The 29th Battalion was an infantry battalion of the Australian Army. First formed in 1915 for service during the First World War as part of the Australian Imperial Force (AIF), it fought in the trenches of the Western Front in France and Belgium before being disbanded in late 1918 to provide reinforcements for other heavily depleted Australian units. In 1921, following the demobilisation of the AIF, the battalion was re-raised as a unit of Australia's part-time military forces, based in Melbourne, Victoria, before being amalgamated with the 22nd Battalion in 1930. It was later re-raised in its own right and, following the outbreak of the Second World War, undertook garrison duties in Australia before being amalgamated with the 46th Battalion to form the 29th/46th Battalion in late 1942, subsequently seeing service against the Japanese in New Guinea and on New Britain.

==History==

===First World War===
The 29th Battalion was originally formed during the First World War, being raised in Victoria as part of the Australian Imperial Force (AIF) on 10 August 1915. Under the command of Lieutenant Colonel Alfred Bennett, an officer with over 20 years service in the part-time military forces, the battalion undertook initial training at Seymour and then later Broadmeadows Camp along with the three other battalions of the 8th Brigade, to which it was assigned. In November 1915, the battalion embarked upon the troopship HMAT Ascanius in Port Melbourne and departed Australian waters, disembarking at Port Suez, Egypt on 7 December 1915. The battalion arrived in the Middle East too late to take part in the fighting at Gallipoli, and as a result they were initially used to undertake defensive duties to protect the Suez Canal from Ottoman forces. They also undertook a comprehensive training program and by the time their orders arrived to transfer to Europe in June 1916, they had reached their peak. They subsequently embarked the troopship HMT Tunisian in Alexandria, bound for France on 14 June. Upon the battalion's arrival in Egypt, the 8th Brigade had been unattached at divisional level, but in early 1916, it was assigned to the 5th Division, after a reorganisation that saw the AIF expanded from two infantry divisions to five.
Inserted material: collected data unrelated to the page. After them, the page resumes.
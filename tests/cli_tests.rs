use assert_cmd::prelude::*;
use predicates::prelude::*;
use std::fs;
use std::path::PathBuf;
use std::process::Command;
use tempfile::TempDir;

fn billing_cmd() -> Command {
    Command::new(assert_cmd::cargo::cargo_bin!("billing"))
}

/// Initialize a fresh config dir from the templates
fn init_config(temp_dir: &TempDir) -> PathBuf {
    let config_path = temp_dir.path().join("billing-config");
    billing_cmd()
        .args(["-C", config_path.to_str().unwrap(), "init"])
        .assert()
        .success();
    config_path
}

fn run_with(config_path: &PathBuf, args: &[&str]) -> assert_cmd::assert::Assert {
    billing_cmd()
        .args(["-C", config_path.to_str().unwrap()])
        .args(args)
        .assert()
}

#[test]
fn test_help() {
    billing_cmd()
        .arg("--help")
        .assert()
        .success()
        .stdout(predicate::str::contains("Salon billing and GST tax invoices"));
}

#[test]
fn test_version() {
    billing_cmd()
        .arg("--version")
        .assert()
        .success()
        .stdout(predicate::str::contains("billing"));
}

#[test]
fn test_init_creates_config() {
    let temp_dir = TempDir::new().unwrap();
    let config_path = temp_dir.path().join("billing-config");

    billing_cmd()
        .args(["-C", config_path.to_str().unwrap(), "init"])
        .assert()
        .success()
        .stdout(predicate::str::contains("Initialized billing config"));

    for file in [
        "config.toml",
        "customers.toml",
        "services.toml",
        "products.toml",
        "offers.toml",
    ] {
        assert!(config_path.join(file).exists(), "{file} missing");
    }
}

#[test]
fn test_init_fails_if_exists() {
    let temp_dir = TempDir::new().unwrap();
    let config_path = init_config(&temp_dir);

    run_with(&config_path, &["init"])
        .failure()
        .stderr(predicate::str::contains("already exists"));
}

#[test]
fn test_status_without_init() {
    let temp_dir = TempDir::new().unwrap();
    let config_path = temp_dir.path().join("nonexistent");

    run_with(&config_path, &["status"])
        .failure()
        .stderr(predicate::str::contains("not found"));
}

#[test]
fn test_status() {
    let temp_dir = TempDir::new().unwrap();
    let config_path = init_config(&temp_dir);

    run_with(&config_path, &["status"])
        .success()
        .stdout(predicate::str::contains("Billing Status"))
        .stdout(predicate::str::contains("Services:         3"))
        .stdout(predicate::str::contains("Next invoice:"))
        .stdout(predicate::str::contains("INV-"));
}

#[test]
fn test_catalog_listings() {
    let temp_dir = TempDir::new().unwrap();
    let config_path = init_config(&temp_dir);

    run_with(&config_path, &["services"])
        .success()
        .stdout(predicate::str::contains("haircut"))
        .stdout(predicate::str::contains("Haircut & Styling"))
        .stdout(predicate::str::contains("₹500.00"))
        .stdout(predicate::str::contains("18% incl."));

    run_with(&config_path, &["products"])
        .success()
        .stdout(predicate::str::contains("Hair Serum 100ml"))
        .stdout(predicate::str::contains("12%"));

    run_with(&config_path, &["customers"])
        .success()
        .stdout(predicate::str::contains("asha"))
        .stdout(predicate::str::contains("Asha Menon"))
        .stdout(predicate::str::contains("GOLD"));

    run_with(&config_path, &["offers"])
        .success()
        .stdout(predicate::str::contains("WELCOME10"))
        .stdout(predicate::str::contains("membership"))
        .stdout(predicate::str::contains("not applied"));
}

#[test]
fn test_quote_exclusive_service_with_offer() {
    let temp_dir = TempDir::new().unwrap();
    let config_path = init_config(&temp_dir);

    run_with(
        &config_path,
        &["quote", "--service", "haircut:1", "--offer", "welcome10"],
    )
    .success()
    .stdout(predicate::str::contains("Discount (10%)"))
    .stdout(predicate::str::contains("₹50.00"))
    .stdout(predicate::str::contains("₹40.50"))
    .stdout(predicate::str::contains("Total:           ₹531.00"))
    .stdout(predicate::str::contains("Rupees Five Hundred Thirty One Only"));
}

#[test]
fn test_quote_inclusive_product_keeps_price() {
    let temp_dir = TempDir::new().unwrap();
    let config_path = init_config(&temp_dir);

    run_with(&config_path, &["quote", "--product", "shampoo:1"])
        .success()
        .stdout(predicate::str::contains("Taxable value:   ₹1,000.00"))
        .stdout(predicate::str::contains("GST in prices:   ₹180.00"))
        .stdout(predicate::str::contains("Total:           ₹1,180.00"))
        .stdout(predicate::str::contains(
            "Rupees One Thousand One Hundred Eighty Only",
        ));
}

#[test]
fn test_quote_mixed_cart_with_manual_discount() {
    let temp_dir = TempDir::new().unwrap();
    let config_path = init_config(&temp_dir);

    run_with(
        &config_path,
        &[
            "quote",
            "--service",
            "haircut:2",
            "--product",
            "shampoo:1",
            "--discount",
            "10",
        ],
    )
    .success()
    .stdout(predicate::str::contains("Subtotal:        ₹2,180.00"))
    .stdout(predicate::str::contains("₹218.00"))
    .stdout(predicate::str::contains("CGST:            ₹162.00"))
    .stdout(predicate::str::contains("Total:           ₹2,124.00"));
}

#[test]
fn test_quote_unknown_offer_bills_without_discount() {
    let temp_dir = TempDir::new().unwrap();
    let config_path = init_config(&temp_dir);

    run_with(
        &config_path,
        &["quote", "--service", "haircut:1", "--offer", "NOPE"],
    )
    .success()
    .stderr(predicate::str::contains("could not be applied"))
    .stdout(predicate::str::contains("Total:           ₹590.00"));
}

#[test]
fn test_quote_malformed_offers_file_bills_without_discount() {
    let temp_dir = TempDir::new().unwrap();
    let config_path = init_config(&temp_dir);
    fs::write(
        config_path.join("offers.toml"),
        "[GOLD]\nname = \"Gold\"\npercentage = \"fifteen\"\n",
    )
    .unwrap();

    run_with(
        &config_path,
        &["quote", "--service", "haircut:1", "--offer", "GOLD"],
    )
    .success()
    .stderr(predicate::str::contains("could not be applied"))
    .stdout(predicate::str::contains("Total:           ₹590.00"));
}

#[test]
fn test_quote_large_bill_uses_lakh_grouping() {
    let temp_dir = TempDir::new().unwrap();
    let config_path = init_config(&temp_dir);

    run_with(&config_path, &["quote", "--service", "haircut:300"])
        .success()
        .stdout(predicate::str::contains("Subtotal:        ₹1,50,000.00"))
        .stdout(predicate::str::contains("Total:           ₹1,77,000.00"))
        .stdout(predicate::str::contains("One Lakh Seventy Seven Thousand"));
}

#[test]
fn test_quote_fixed_amount_offer_is_not_applied() {
    let temp_dir = TempDir::new().unwrap();
    let config_path = init_config(&temp_dir);

    run_with(
        &config_path,
        &["quote", "--service", "haircut:1", "--offer", "FLAT200"],
    )
    .success()
    .stderr(predicate::str::contains("fixed-amount"))
    .stdout(predicate::str::contains("₹590.00"));
}

#[test]
fn test_quote_rejects_out_of_range_discount() {
    let temp_dir = TempDir::new().unwrap();
    let config_path = init_config(&temp_dir);

    run_with(
        &config_path,
        &["quote", "--service", "haircut:1", "--discount", "120"],
    )
    .failure()
    .stderr(predicate::str::contains("discount.percentage"));
}

#[test]
fn test_quote_offer_and_discount_conflict() {
    let temp_dir = TempDir::new().unwrap();
    let config_path = init_config(&temp_dir);

    run_with(
        &config_path,
        &[
            "quote",
            "--service",
            "haircut:1",
            "--offer",
            "GOLD",
            "--discount",
            "5",
        ],
    )
    .failure()
    .stderr(predicate::str::contains("cannot be used with"));
}

#[test]
fn test_quote_input_errors() {
    let temp_dir = TempDir::new().unwrap();
    let config_path = init_config(&temp_dir);

    run_with(&config_path, &["quote"])
        .failure()
        .stderr(predicate::str::contains("No items specified"));

    run_with(&config_path, &["quote", "--service", "haircut:0"])
        .failure()
        .stderr(predicate::str::contains("Invalid quantity"));

    run_with(&config_path, &["quote", "--service", "haircut:abc"])
        .failure()
        .stderr(predicate::str::contains("Invalid quantity"));

    run_with(&config_path, &["quote", "--service", "haircut"])
        .failure()
        .stderr(predicate::str::contains("Invalid item format"));

    run_with(&config_path, &["quote", "--service", "balayage:1"])
        .failure()
        .stderr(predicate::str::contains("Service 'balayage' not found"));

    run_with(&config_path, &["quote", "--product", "haircut:1"])
        .failure()
        .stderr(predicate::str::contains("Product 'haircut' not found"));
}

#[test]
fn test_generate_missing_customer() {
    let temp_dir = TempDir::new().unwrap();
    let config_path = init_config(&temp_dir);

    run_with(
        &config_path,
        &["generate", "--customer", "nobody", "--service", "haircut:1"],
    )
    .failure()
    .stderr(predicate::str::contains("Customer 'nobody' not found"));
}

#[test]
fn test_generate_no_items() {
    let temp_dir = TempDir::new().unwrap();
    let config_path = init_config(&temp_dir);

    run_with(&config_path, &["generate", "--customer", "asha"])
        .failure()
        .stderr(predicate::str::contains("No items specified"));
}

#[test]
fn test_generate_rejects_unknown_payment_mode() {
    let temp_dir = TempDir::new().unwrap();
    let config_path = init_config(&temp_dir);

    run_with(
        &config_path,
        &[
            "generate",
            "--customer",
            "asha",
            "--service",
            "haircut:1",
            "--payment-mode",
            "cheque",
        ],
    )
    .failure()
    .stderr(predicate::str::contains("unknown payment mode"));
}

fn write_state(config_path: &std::path::Path, state: &str) {
    fs::write(config_path.join("state.toml"), state).unwrap();
}

const TWO_INVOICES: &str = r#"[counter]
last_number = 2
last_year = 2026

[[history]]
number = "INV-2026-0001"
customer = "asha"
date = "2026-01-10"
total = 531.0
file = "INV-2026-0001.pdf"
services = ["haircut:1"]
discount_percentage = 10.0
offer = "WELCOME10"
payment_mode = "upi"

[[history]]
number = "INV-2026-0002"
customer = "walk-in"
date = "2026-01-11"
total = 1180.0
file = "INV-2026-0002.pdf"
products = ["shampoo:1"]
"#;

#[test]
fn test_list_shows_history() {
    let temp_dir = TempDir::new().unwrap();
    let config_path = init_config(&temp_dir);
    write_state(&config_path, TWO_INVOICES);

    run_with(&config_path, &["list"])
        .success()
        .stdout(predicate::str::contains("INV-2026-0001"))
        .stdout(predicate::str::contains("INV-2026-0002"))
        .stdout(predicate::str::contains("UPI"))
        .stdout(predicate::str::contains("Cash"))
        .stdout(predicate::str::contains("₹1,711.00 billed"));

    run_with(&config_path, &["list", "--limit", "1"])
        .success()
        .stdout(predicate::str::contains("INV-2026-0002"))
        .stdout(predicate::str::contains("INV-2026-0001").not())
        .stdout(predicate::str::contains("₹1,180.00 billed"));
}

#[test]
fn test_list_empty() {
    let temp_dir = TempDir::new().unwrap();
    let config_path = init_config(&temp_dir);

    run_with(&config_path, &["list"])
        .success()
        .stdout(predicate::str::contains("No invoices generated yet."));
}

#[test]
fn test_open_and_regenerate_bad_references() {
    let temp_dir = TempDir::new().unwrap();
    let config_path = init_config(&temp_dir);
    write_state(&config_path, TWO_INVOICES);

    run_with(&config_path, &["open", "5"])
        .failure()
        .stderr(predicate::str::contains("Invalid invoice index"));

    run_with(&config_path, &["open", "1"])
        .failure()
        .stderr(predicate::str::contains("Invoice file not found"));

    run_with(&config_path, &["regenerate", "INV-2099-0001"])
        .failure()
        .stderr(predicate::str::contains("not found in history"));
}

#[test]
fn test_status_shows_recent_invoices() {
    let temp_dir = TempDir::new().unwrap();
    let config_path = init_config(&temp_dir);
    write_state(&config_path, TWO_INVOICES);

    run_with(&config_path, &["status"])
        .success()
        .stdout(predicate::str::contains("Recent invoices:"))
        .stdout(predicate::str::contains("INV-2026-0001 - asha - ₹531.00"));
}

#[test]
fn test_words() {
    billing_cmd()
        .args(["words", "1234567.5"])
        .assert()
        .success()
        .stdout(predicate::str::contains(
            "Rupees Twelve Lakh Thirty Four Thousand Five Hundred Sixty Seven and Fifty Paise Only",
        ));

    billing_cmd()
        .args(["words", "0"])
        .assert()
        .success()
        .stdout(predicate::str::contains("Rupees Zero Only"));

    billing_cmd()
        .args(["words", "1234567.25", "--currency", "USD"])
        .assert()
        .success()
        .stdout(predicate::str::contains("Dollars One Million"))
        .stdout(predicate::str::contains("Twenty Five Cents Only"));

    billing_cmd()
        .args(["words", "1e17"])
        .assert()
        .failure()
        .stderr(predicate::str::contains("cannot be written in words"));
}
The battalion arrived at Marseille on 23 June and afterwards was transported by rail to Hazebrouck. On 8 July the 5th Division was called up to the front from training behind lines in order to replace the battalions of the Australian 4th Division which were being transferred to the Somme. The 29th Battalion undertook a difficult two-day 29 mi approach march over cobbled roads with loads of up to 70–75 lb before arriving at the front on the night of 10/11 July. Taking up a position between Boutillerie and Condonerrie in the Bois Grenier, they relieved the 13th Battalion and on 19 July subsequently took part in an attack against the German positions around the "Delangre Farm" which was being held by the 21st Bavarian Reserve Infantry Regiment. Following the attack, the battalion held the line for another 11 days, beating off a particularly heavy German counterattack on 20 July, before they were eventually relieved. During their introduction to trench warfare, the 29th Battalion lost 52 men killed in action, and another 164 men wounded.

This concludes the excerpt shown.